» Action item
Pick out the lines below that contain the string "other" and copy them all.

» Supplied entries

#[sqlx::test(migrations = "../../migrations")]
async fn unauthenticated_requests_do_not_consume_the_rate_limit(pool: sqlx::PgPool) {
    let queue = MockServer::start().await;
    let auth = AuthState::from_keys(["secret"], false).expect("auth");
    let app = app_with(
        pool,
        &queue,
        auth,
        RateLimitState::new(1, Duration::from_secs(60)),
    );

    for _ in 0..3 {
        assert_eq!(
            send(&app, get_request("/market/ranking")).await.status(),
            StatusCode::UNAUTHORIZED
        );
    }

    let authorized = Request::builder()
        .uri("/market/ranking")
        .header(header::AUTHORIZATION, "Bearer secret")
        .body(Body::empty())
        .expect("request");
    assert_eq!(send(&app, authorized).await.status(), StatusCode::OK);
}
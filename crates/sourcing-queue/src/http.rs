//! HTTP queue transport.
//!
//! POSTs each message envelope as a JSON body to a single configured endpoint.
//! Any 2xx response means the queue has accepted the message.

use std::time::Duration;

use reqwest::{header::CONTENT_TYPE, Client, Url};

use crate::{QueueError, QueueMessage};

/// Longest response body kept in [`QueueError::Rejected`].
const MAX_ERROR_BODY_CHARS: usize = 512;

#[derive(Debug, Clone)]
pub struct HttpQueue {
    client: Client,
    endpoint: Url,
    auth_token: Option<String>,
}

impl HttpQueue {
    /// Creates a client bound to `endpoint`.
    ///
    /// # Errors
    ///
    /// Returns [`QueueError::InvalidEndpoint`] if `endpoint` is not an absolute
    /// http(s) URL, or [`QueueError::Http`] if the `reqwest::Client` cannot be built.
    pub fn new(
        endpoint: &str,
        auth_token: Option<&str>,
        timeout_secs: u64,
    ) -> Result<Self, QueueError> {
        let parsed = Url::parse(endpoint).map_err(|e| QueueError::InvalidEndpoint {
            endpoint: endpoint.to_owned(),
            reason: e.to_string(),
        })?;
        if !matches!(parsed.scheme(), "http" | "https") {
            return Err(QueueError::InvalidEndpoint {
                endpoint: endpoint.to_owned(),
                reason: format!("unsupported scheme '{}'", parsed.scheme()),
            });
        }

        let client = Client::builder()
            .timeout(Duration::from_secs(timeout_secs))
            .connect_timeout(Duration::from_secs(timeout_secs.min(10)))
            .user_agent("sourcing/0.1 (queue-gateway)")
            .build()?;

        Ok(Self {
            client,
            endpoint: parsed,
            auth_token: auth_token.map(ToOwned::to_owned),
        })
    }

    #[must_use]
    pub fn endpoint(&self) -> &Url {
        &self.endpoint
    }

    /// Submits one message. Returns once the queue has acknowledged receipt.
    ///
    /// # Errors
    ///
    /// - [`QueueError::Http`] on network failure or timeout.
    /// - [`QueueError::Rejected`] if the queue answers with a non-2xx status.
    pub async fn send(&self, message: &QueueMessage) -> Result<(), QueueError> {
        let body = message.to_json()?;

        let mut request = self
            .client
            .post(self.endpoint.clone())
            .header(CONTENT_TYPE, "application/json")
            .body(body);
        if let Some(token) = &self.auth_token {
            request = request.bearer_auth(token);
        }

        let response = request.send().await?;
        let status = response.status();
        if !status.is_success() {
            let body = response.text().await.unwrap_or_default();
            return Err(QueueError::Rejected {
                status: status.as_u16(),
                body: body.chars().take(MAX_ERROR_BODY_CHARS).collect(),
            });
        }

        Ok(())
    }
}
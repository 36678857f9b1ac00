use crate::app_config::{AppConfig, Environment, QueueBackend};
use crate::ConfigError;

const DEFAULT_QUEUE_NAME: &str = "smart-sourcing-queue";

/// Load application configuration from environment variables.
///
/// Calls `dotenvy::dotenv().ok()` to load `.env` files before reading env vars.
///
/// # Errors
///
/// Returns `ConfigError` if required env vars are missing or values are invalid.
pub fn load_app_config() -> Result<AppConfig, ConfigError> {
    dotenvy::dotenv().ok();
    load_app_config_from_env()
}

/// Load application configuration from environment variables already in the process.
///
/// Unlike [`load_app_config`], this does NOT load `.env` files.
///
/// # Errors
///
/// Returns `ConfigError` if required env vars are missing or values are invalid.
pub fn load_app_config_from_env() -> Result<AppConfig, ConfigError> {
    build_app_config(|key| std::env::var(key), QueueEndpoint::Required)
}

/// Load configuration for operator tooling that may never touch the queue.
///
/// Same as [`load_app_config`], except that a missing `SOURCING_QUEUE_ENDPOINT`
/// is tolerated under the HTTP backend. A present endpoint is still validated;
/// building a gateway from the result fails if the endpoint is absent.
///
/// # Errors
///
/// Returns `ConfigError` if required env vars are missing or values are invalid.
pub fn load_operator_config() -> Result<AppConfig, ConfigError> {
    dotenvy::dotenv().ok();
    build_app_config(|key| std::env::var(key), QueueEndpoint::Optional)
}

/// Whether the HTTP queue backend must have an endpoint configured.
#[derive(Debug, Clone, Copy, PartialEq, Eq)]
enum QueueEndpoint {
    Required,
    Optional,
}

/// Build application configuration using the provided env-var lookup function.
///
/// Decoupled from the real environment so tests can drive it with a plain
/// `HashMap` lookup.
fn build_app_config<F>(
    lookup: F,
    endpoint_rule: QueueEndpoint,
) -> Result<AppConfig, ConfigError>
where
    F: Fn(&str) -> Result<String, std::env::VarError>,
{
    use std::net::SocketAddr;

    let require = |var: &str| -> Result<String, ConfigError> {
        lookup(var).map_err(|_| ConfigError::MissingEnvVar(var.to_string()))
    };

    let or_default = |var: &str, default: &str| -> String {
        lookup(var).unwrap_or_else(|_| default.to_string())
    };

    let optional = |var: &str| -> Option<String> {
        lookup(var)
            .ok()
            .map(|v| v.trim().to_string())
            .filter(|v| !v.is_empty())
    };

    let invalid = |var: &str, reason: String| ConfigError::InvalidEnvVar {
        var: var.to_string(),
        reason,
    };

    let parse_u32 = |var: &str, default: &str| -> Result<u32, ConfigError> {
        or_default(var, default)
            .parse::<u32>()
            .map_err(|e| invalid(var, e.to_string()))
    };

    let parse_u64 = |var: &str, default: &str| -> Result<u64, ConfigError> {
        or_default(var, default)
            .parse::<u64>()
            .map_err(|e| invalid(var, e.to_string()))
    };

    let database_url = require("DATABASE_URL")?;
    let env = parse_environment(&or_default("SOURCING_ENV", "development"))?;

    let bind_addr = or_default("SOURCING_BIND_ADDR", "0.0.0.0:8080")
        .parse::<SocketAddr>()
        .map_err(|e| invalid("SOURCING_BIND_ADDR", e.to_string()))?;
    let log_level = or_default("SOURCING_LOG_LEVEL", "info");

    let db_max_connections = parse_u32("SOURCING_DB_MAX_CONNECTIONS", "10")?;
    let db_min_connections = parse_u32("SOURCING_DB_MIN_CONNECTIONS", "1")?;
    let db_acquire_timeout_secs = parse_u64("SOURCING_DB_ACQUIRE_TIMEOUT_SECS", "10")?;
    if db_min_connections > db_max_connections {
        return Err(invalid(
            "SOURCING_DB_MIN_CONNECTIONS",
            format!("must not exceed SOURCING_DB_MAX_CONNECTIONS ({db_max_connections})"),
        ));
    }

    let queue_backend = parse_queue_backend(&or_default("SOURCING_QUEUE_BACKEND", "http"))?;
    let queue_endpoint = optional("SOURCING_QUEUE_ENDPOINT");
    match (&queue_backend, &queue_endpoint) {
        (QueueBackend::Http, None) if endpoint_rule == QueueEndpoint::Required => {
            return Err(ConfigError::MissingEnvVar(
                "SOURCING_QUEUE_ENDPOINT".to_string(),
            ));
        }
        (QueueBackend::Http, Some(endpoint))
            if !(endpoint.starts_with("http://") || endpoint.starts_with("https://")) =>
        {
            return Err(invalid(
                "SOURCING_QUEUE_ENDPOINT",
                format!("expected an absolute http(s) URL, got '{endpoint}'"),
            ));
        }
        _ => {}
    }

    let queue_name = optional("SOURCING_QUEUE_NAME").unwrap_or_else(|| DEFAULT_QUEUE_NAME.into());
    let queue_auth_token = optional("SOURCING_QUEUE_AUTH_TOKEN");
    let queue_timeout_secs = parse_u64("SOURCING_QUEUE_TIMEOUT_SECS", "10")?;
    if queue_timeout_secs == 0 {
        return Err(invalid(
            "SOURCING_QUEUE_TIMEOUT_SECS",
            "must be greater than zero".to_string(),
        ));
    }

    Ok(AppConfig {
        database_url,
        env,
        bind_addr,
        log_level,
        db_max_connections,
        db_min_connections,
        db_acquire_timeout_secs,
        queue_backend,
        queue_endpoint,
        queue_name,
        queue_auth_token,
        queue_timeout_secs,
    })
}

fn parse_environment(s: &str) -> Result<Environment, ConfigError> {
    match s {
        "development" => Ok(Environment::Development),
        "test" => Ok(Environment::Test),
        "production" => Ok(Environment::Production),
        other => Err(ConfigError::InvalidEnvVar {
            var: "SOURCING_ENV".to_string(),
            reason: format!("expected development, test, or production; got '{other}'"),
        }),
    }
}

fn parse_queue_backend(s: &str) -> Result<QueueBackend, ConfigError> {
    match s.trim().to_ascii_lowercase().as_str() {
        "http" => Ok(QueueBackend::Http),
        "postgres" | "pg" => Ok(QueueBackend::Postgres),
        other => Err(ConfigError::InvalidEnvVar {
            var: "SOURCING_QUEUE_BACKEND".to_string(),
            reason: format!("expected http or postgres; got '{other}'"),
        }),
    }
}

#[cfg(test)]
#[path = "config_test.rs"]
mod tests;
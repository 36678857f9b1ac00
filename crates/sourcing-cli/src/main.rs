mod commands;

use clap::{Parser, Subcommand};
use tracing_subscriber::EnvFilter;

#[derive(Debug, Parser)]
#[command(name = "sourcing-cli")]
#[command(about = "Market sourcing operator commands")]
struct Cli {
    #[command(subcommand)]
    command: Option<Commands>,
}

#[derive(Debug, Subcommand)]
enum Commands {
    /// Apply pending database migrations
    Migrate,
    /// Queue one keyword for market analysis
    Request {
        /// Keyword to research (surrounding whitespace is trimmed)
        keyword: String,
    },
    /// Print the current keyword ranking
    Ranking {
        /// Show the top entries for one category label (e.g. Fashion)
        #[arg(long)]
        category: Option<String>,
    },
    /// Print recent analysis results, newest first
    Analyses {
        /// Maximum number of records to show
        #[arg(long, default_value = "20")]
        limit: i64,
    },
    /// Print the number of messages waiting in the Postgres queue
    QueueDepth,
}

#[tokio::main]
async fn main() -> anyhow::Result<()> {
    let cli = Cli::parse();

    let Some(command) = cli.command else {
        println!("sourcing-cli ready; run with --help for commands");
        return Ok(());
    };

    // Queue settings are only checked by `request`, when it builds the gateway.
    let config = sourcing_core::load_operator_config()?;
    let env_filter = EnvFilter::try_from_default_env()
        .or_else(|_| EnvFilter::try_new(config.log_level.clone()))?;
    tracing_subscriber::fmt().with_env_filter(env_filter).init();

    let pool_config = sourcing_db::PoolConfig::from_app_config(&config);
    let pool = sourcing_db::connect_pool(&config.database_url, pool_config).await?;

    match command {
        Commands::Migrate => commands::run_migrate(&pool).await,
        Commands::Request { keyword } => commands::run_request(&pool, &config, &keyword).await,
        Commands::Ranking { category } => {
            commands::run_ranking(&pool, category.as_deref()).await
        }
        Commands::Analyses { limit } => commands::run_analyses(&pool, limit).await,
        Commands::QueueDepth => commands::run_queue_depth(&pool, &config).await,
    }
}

» Answer
        other => Err(ConfigError::InvalidEnvVar {
            reason: format!("expected development, test, or production; got '{other}'"),
        other => Err(ConfigError::InvalidEnvVar {
            reason: format!("expected http or postgres; got '{other}'"),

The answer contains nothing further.